■ What the task requires
How many lines in these records hold the string "helpers"? Reply with the number alone.

■ Data extracted from a collection
------------------------------------

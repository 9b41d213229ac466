// This Source Code Form is subject to the terms of the Mozilla Public
// License, v. 2.0. If a copy of the MPL was not distributed with this
// file, You can obtain one at https://mozilla.org/MPL/2.0/.

use std::sync::Arc;

use rustyline::{
    completion::{extract_word, Completer, Pair},
    highlight::Highlighter,
    hint::Hinter,
    validate::Validator,
    Helper,
};
use rustyline::{Context as LineContext, Result};

use unitconv_core::Catalog;

pub struct ConvHelper {
    catalog: Arc<Catalog>,
}

impl ConvHelper {
    pub fn new(catalog: Arc<Catalog>) -> ConvHelper {
        ConvHelper { catalog }
    }
}

impl Completer for ConvHelper {
    type Candidate = Pair;

    fn complete(&self, line: &str, pos: usize, _ctx: &LineContext) -> Result<(usize, Vec<Pair>)> {
        let (res_pos, name) = extract_word(line, pos, None, &[b' ']);
        if name.is_empty() {
            return Ok((res_pos, vec![]));
        }

        let name = name.to_lowercase();
        let results = self
            .catalog
            .names()
            .filter(|alias| alias.starts_with(&name))
            .take(10)
            .map(|alias| Pair {
                display: alias.to_owned(),
                replacement: alias.to_owned(),
            })
            .collect();

        Ok((res_pos, results))
    }
}

impl Helper for ConvHelper {}

impl Validator for ConvHelper {}

impl Highlighter for ConvHelper {}

impl Hinter for ConvHelper {
    type Hint = String;
}
// This Source Code Form is subject to the terms of the Mozilla Public
// License, v. 2.0. If a copy of the MPL was not distributed with this
// file, You can obtain one at https://mozilla.org/MPL/2.0/.

//! Unitconv converts lengths, weights, and temperatures between the
//! everyday metric and imperial units, from queries written the way
//! people type them: `5 km to miles`, `1 degree Celsius in f`.
//! `unitconv_core` is the library behind the CLI.
//!
//! Queries are processed one line at a time against a [Catalog] built
//! once at startup; nothing else carries over between lines.
//!
//! ## Example
//!
//! ```rust
//! let catalog = unitconv_core::Catalog::new();
//! let line = unitconv_core::one_line(&catalog, "5 km to miles").unwrap();
//! println!("{}", line);
//! // Prints: 5.0 kilometers is 3.106844378165098 miles
//! ```

pub mod catalog;
pub mod convert;
pub mod fmt;
mod helpers;
pub mod parsing;
pub mod reply;
pub mod types;

pub use crate::catalog::Catalog;
pub use crate::helpers::{eval, one_line};
pub use crate::reply::{ConversionReply, QueryError};
pub use crate::types::{Unit, UnitDef, UnitKind};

------------------------------------

■ Answer
2